* [Task details]: For the data below, restate word for word only the lines from the line containing "let ad_break = current_break_at(breaks, time)?;" through the line containing "impl AdResolver for", both ends included.

──────── Exercise data ────────

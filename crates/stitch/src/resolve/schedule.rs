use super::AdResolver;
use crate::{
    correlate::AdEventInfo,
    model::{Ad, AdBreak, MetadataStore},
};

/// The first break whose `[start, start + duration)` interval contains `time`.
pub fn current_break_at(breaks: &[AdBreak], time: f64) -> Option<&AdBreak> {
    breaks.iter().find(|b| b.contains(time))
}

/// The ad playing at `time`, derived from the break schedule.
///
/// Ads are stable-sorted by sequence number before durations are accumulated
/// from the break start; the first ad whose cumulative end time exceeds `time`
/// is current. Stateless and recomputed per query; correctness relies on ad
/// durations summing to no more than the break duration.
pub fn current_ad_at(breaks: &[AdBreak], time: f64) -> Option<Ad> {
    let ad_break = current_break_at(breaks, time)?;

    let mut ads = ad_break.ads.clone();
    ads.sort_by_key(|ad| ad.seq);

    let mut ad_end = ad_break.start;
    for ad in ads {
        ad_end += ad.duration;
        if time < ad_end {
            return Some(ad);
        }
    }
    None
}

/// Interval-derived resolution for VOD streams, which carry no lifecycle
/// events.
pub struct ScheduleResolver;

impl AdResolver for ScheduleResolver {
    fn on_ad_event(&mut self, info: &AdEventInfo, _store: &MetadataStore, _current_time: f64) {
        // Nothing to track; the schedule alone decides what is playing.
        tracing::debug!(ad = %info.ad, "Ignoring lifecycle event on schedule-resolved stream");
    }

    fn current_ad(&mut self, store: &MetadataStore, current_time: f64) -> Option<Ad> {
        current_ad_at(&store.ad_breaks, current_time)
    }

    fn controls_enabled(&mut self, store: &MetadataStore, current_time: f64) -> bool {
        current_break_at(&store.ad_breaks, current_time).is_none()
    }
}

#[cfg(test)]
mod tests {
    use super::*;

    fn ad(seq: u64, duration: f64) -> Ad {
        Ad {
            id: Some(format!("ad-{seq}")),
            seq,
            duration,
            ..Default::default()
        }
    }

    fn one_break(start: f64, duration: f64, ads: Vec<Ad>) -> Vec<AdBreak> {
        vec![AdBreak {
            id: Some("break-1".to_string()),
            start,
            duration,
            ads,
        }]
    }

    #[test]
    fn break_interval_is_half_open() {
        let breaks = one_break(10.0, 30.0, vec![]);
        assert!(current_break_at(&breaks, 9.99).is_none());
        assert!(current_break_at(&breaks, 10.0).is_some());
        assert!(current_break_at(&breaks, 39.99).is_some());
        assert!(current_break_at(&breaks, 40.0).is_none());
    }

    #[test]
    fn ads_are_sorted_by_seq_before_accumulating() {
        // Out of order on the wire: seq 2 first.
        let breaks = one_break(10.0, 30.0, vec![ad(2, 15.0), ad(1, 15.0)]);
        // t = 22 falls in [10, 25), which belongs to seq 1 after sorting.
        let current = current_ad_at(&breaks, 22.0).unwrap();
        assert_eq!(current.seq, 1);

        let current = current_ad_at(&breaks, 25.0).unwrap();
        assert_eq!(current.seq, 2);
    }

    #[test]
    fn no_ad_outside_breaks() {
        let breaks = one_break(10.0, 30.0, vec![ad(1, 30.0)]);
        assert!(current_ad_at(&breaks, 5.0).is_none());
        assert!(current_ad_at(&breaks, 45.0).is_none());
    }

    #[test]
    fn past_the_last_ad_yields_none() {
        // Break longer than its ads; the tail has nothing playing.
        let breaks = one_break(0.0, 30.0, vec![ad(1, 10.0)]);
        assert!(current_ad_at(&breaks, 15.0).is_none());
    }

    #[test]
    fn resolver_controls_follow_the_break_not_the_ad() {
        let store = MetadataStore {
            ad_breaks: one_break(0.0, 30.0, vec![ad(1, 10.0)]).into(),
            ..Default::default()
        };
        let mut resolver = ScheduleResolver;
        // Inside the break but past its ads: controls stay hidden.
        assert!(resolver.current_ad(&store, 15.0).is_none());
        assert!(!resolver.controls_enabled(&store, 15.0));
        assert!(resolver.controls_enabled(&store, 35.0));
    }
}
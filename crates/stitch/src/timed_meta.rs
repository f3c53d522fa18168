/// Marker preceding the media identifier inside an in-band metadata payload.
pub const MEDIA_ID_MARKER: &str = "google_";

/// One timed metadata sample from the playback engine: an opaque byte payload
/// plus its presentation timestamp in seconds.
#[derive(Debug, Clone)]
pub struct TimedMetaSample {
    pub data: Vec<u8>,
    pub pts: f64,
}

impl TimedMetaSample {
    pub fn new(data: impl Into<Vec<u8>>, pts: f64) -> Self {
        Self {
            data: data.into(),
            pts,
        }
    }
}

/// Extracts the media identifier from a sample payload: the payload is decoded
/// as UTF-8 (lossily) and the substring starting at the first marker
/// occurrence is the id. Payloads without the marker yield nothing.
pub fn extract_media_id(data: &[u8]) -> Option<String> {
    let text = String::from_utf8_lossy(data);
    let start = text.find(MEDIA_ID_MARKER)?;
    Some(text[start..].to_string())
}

────────

* [Result for this task]:
    let ad_break = current_break_at(breaks, time)?;

    let mut ads = ad_break.ads.clone();
    ads.sort_by_key(|ad| ad.seq);

    let mut ad_end = ad_break.start;
    for ad in ads {
        ad_end += ad.duration;
        if time < ad_end {
            return Some(ad);
        }
    }
    None
}

/// Interval-derived resolution for VOD streams, which carry no lifecycle
/// events.
pub struct ScheduleResolver;

impl AdResolver for ScheduleResolver {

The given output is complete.